Make sure your weight is on your sit bones, and not between your legs.
Sitting on your bike saddle should not feel the same as sitting astride a scaffolding pole for example!


----------



## Kookas (30 Jan 2013)

I am 14 stone, so pretty heavy. Mostly because of my height and build.

This is the best photo i could get. The saddle as a whole does seem level, but it has a shape that means it rises near the front (why??).

I just adjusted it slightly to make it properly level. Hopefully problem solved, otherwise I'll need a new saddle.

I have been considering getting padded boxers for comfort actually. Thing is that I want to preserve being able to ride in the same stuff I wear for the day on my commute, and save any Lycra for the proper leisure rides.


----------



## biggs682 (30 Jan 2013)

Kookas google smp saddles and read the blurb, just about to treat myself to a lite 209 saddle after a 3 week test


----------



## jim55 (30 Jan 2013)

yeah ,defo try a saddle with a cutout ,i had the same ,i had the numb gooch syndrome and after being on the bike it took ages to go away and it made me question bike riding as app its quite common amongst those who spend a lot of time in the saddle ,but get the right saddle and itl b fine ,one thing to do is (as said above )make sure your putting any weight through your sit bones ,NOT the perineum ,I push myself back on the saddle and it feels as if your sitting quite far back ,but its the position to aim for in gen


----------



## smokeysmoo (30 Jan 2013)

Kookas said:


> I am 14 stone, so pretty heavy.


and pretty deluded you lightweight!


----------



## ColinJ (30 Jan 2013)

Hip Priest said:


> I used to experience numbness, so took some advice on here (from ColinJ I think) and tilted the nose down a couple of degrees. Hey presto, no more numbness. I doubt the size of your willy plays a part, but weight does, so it is more likely with heavier riders.


Glad to be of service! 

Another thing which is important is to get the saddle's fore-aft position right. I have Fizik Ariones on 2 of my 3 bikes but bought a Specialized cut-out type for the 3rd one (because it was going for a bargain price in the LBS and I fancied seeing if the cut-out made much difference).

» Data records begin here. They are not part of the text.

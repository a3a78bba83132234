//! Library interface for the `readtime` CLI.
//!
//! This crate exposes the CLI's argument parser and command structure as a library,
//! primarily for documentation generation and testing. The actual entry point is
//! in `main.rs`.
//!
//! # Structure
//!
//! - [`Cli`] - The root argument parser (clap derive)
//! - [`Commands`] - Available subcommands
//! - [`commands`] - Command implementations
//!
//! # Documentation Generation
//!
//! The [`command()`] function returns the clap `Command` for generating man pages
//! and shell completions via `xtask`.

pub mod commands;

use clap::{CommandFactory, Parser, Subcommand};
use std::path::PathBuf;

/// Color output preference.
#[derive(Debug, Clone, Copy, Default, clap::ValueEnum)]
pub enum ColorChoice {
    /// Detect terminal capabilities automatically.
    #[default]
    Auto,
    /// Always emit colors.
    Always,
    /// Never emit colors.
    Never,
}

impl ColorChoice {
    /// Configure global color output based on this choice.
    ///
    /// Call this once at startup to set the color mode.
    pub fn apply(self) {
        match self {
            Self::Auto => {} // owo-colors auto-detects by default
            Self::Always => owo_colors::set_override(true),
            Self::Never => owo_colors::set_override(false),
        }
    }
}

const ENV_HELP: &str = "\
ENVIRONMENT VARIABLES:
    RUST_LOG                 Log filter (e.g., debug, readtime=trace)
    READTIME_LOG_PATH        Explicit log file path
    READTIME_LOG_DIR         Log directory
    READTIME_OPTIONS_FILE    Option store holding the reading time settings
";

/// Command-line interface definition for readtime.
#[derive(Parser)]
#[command(name = "readtime")]
#[command(about = "Estimate reading time and inject it into article content", long_about = None)]
#[command(version, arg_required_else_help = true)]
#[command(after_long_help = ENV_HELP)]
pub struct Cli {
    /// The subcommand to execute.
    #[command(subcommand)]
    pub command: Option<Commands>,

    /// Print only the version number (for scripting)
    #[arg(long)]
    pub version_only: bool,

    /// Path to configuration file (overrides discovery)
    #[arg(short, long, global = true, value_name = "FILE")]
    pub config: Option<PathBuf>,

    /// Path to the option store (overrides configuration)
    #[arg(long, global = true, value_name = "FILE")]
    pub options: Option<PathBuf>,

    /// Run as if started in DIR
    #[arg(short = 'C', long, global = true)]
    pub chdir: Option<PathBuf>,

    /// Only print errors (suppresses warnings/info)
    #[arg(short, long, global = true)]
    pub quiet: bool,

    /// More detail (repeatable; e.g. -vv)
    #[arg(short, long, global = true, action = clap::ArgAction::Count)]
    pub verbose: u8,

    /// Colorize output
    #[arg(long, global = true, value_enum, default_value_t)]
    pub color: ColorChoice,

    /// Output as JSON (for scripting)
    #[arg(long, global = true)]
    pub json: bool,
}

/// Available subcommands for the CLI.
#[derive(Subcommand)]
pub enum Commands {
    /// Estimate the reading time of a file
    Estimate(commands::estimate::EstimateArgs),

    /// Run a file through the content pipeline and print the result
    Render(commands::render::RenderArgs),

    /// Show or change the reading time settings
    Settings(commands::settings::SettingsArgs),

    /// Show package information
    Info(commands::info::InfoArgs),
}

/// Returns the clap command for documentation generation
pub fn command() -> clap::Command {
    Cli::command()
}
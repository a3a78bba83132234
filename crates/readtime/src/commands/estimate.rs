//! Estimate command: reading time of a file.

use camino::{Utf8Path, Utf8PathBuf};
use clap::Args;
use owo_colors::OwoColorize;
use serde::Serialize;
use tracing::{debug, instrument};

use readtime_core::settings::MAX_READING_SPEED;
use readtime_core::{Duration, Settings, compute_duration, present};

use super::{open_store, read_input_file};

/// Arguments for the `estimate` subcommand.
#[derive(Args, Debug)]
pub struct EstimateArgs {
    /// File to analyze (HTML or plain text).
    pub file: Utf8PathBuf,

    /// Reading speed in words per minute (overrides the stored setting).
    #[arg(long, value_parser = clap::value_parser!(u32).range(1..=i64::from(MAX_READING_SPEED)))]
    pub speed: Option<u32>,
}

/// Reading time report for one file.
#[derive(Debug, Serialize)]
pub struct EstimateReport {
    /// Words per minute used for the estimate.
    pub reading_speed: u32,
    /// The estimated duration.
    #[serde(flatten)]
    pub duration: Duration,
    /// The duration formatted with the configured labels.
    pub time_text: String,
}

/// Estimate the reading time of a file.
#[instrument(name = "cmd_estimate", skip_all, fields(file = %args.file))]
pub fn cmd_estimate(
    args: EstimateArgs,
    global_json: bool,
    options_path: &Utf8Path,
    max_input_bytes: Option<usize>,
) -> anyhow::Result<()> {
    debug!(file = %args.file, speed = ?args.speed, "executing estimate command");

    let content = read_input_file(&args.file, max_input_bytes)?;
    let settings = Settings::load(&open_store(options_path)?);
    let report = estimate(&content, &settings, args.speed);

    if global_json {
        println!("{}", serde_json::to_string_pretty(&report)?);
    } else {
        println!(
            "{} {}",
            report.time_text.bold(),
            format!(
                "({} words at {} wpm)",
                report.duration.words, report.reading_speed
            )
            .dimmed()
        );
    }

    Ok(())
}

fn estimate(content: &str, settings: &Settings, speed: Option<u32>) -> EstimateReport {
    let reading_speed = speed.unwrap_or_else(|| settings.effective_speed());
    let duration = compute_duration(content, reading_speed);
    EstimateReport {
        reading_speed,
        duration,
        time_text: present::format_time_text(&duration, settings),
    }
}
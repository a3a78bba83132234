//! Build helpers: man pages and shell completions for `readtime`.

use std::fs;
use std::path::{Path, PathBuf};

use anyhow::Context;
use clap::{Parser, Subcommand, ValueEnum};
use clap_complete::Shell;

#[derive(Parser)]
#[command(name = "xtask", about = "Development tasks for readtime")]
struct Xtask {
    #[command(subcommand)]
    command: Task,
}

#[derive(Subcommand)]
enum Task {
    /// Generate man pages
    Man {
        /// Output directory
        #[arg(long, default_value = "target/man")]
        out: PathBuf,
    },
    /// Generate shell completion scripts
    Completions {
        /// Output directory
        #[arg(long, default_value = "target/completions")]
        out: PathBuf,
        /// Shells to generate for (default: all)
        #[arg(long, value_enum)]
        shell: Vec<Shell>,
    },
}

fn main() -> anyhow::Result<()> {
    match Xtask::parse().command {
        Task::Man { out } => man(&out),
        Task::Completions { out, shell } => completions(&out, &shell),
    }
}

fn man(out: &Path) -> anyhow::Result<()> {
    fs::create_dir_all(out).with_context(|| format!("failed to create {}", out.display()))?;
    let cmd = readtime::command();
    clap_mangen::generate_to(cmd, out).context("failed to render man pages")?;
    println!("man pages written to {}", out.display());
    Ok(())
}

fn completions(out: &Path, shells: &[Shell]) -> anyhow::Result<()> {
    fs::create_dir_all(out).with_context(|| format!("failed to create {}", out.display()))?;
    let shells = if shells.is_empty() {
        Shell::value_variants()
    } else {
        shells
    };
    for &shell in shells {
        let mut cmd = readtime::command();
        let path = clap_complete::generate_to(shell, &mut cmd, "readtime", out)
            .with_context(|| format!("failed to generate {shell} completions"))?;
        println!("{}", path.display());
    }
    Ok(())
}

I made the mistake of setting it up the way I do the Ariones but the saddles are different lengths and shapes. The result was that I was sitting too far forward on the new saddle and it was extremely uncomfortable. The narrower part of the front of the saddle was forcing it way up into where you don't want a saddle forcing! After that, I moved the saddle forward by almost 1 cm and my sit bones started taking the weight again (as they should) and there were no more problems!


----------



## MattHB (30 Jan 2013)

smokeysmoo said:


> and pretty deluded you lightweight!


This!! 14st is not heavy...


----------



## Kies (30 Jan 2013)

I always found the Triban saddle very uncomfortable. Changed it immediately and never looked back (or down!)


----------



## fossyant (31 Jan 2013)

Get a new saddle ! The saddle on the Triban is cheap tat like mentioned above.

Quite important bits of kits. IMHO the cut outs don't make much difference if the saddle is right for you. I find flatter saddles best - i.e. left/right is flat so my sit bones contact the saddle, not your soft bits.

Oh, and don't get a padded gel saddle - these are terrible.


----------



## Crackle (31 Jan 2013)

Change saddles, it can make a profound difference but, a word of warning, it can take a while to find a saddle that suits.

That Triban saddle actually looks to be nose down but it also looks to be uncomfortable too!

A cheap one to try, which a lot of people get on with is the Charge Spoon, no cutout but good for runs of 40 miles or so for me before it gets a bit uncomfortable. Another one is the specialized Toupe, very good saddle, minimum padding, cutout and different widths to accommodate different shaped posteriors and sit bone widths. A lot of people swear by Brooks but then again, a lot of people swear at them, so it's a risky choice.


----------



## ColinJ (31 Jan 2013)

fossyant said:


> Oh, and don't get a padded gel saddle - these are terrible.


I would definitely second that - I tried one once and it was horrid, resulting in a bad case of _cyclist's cleft_!


----------



## Kookas (31 Jan 2013)

After adjustment - tilted forwards a couple of clicks, moved forward as much as poss. with the rail mounted light there - no problems today. I'm hopeful.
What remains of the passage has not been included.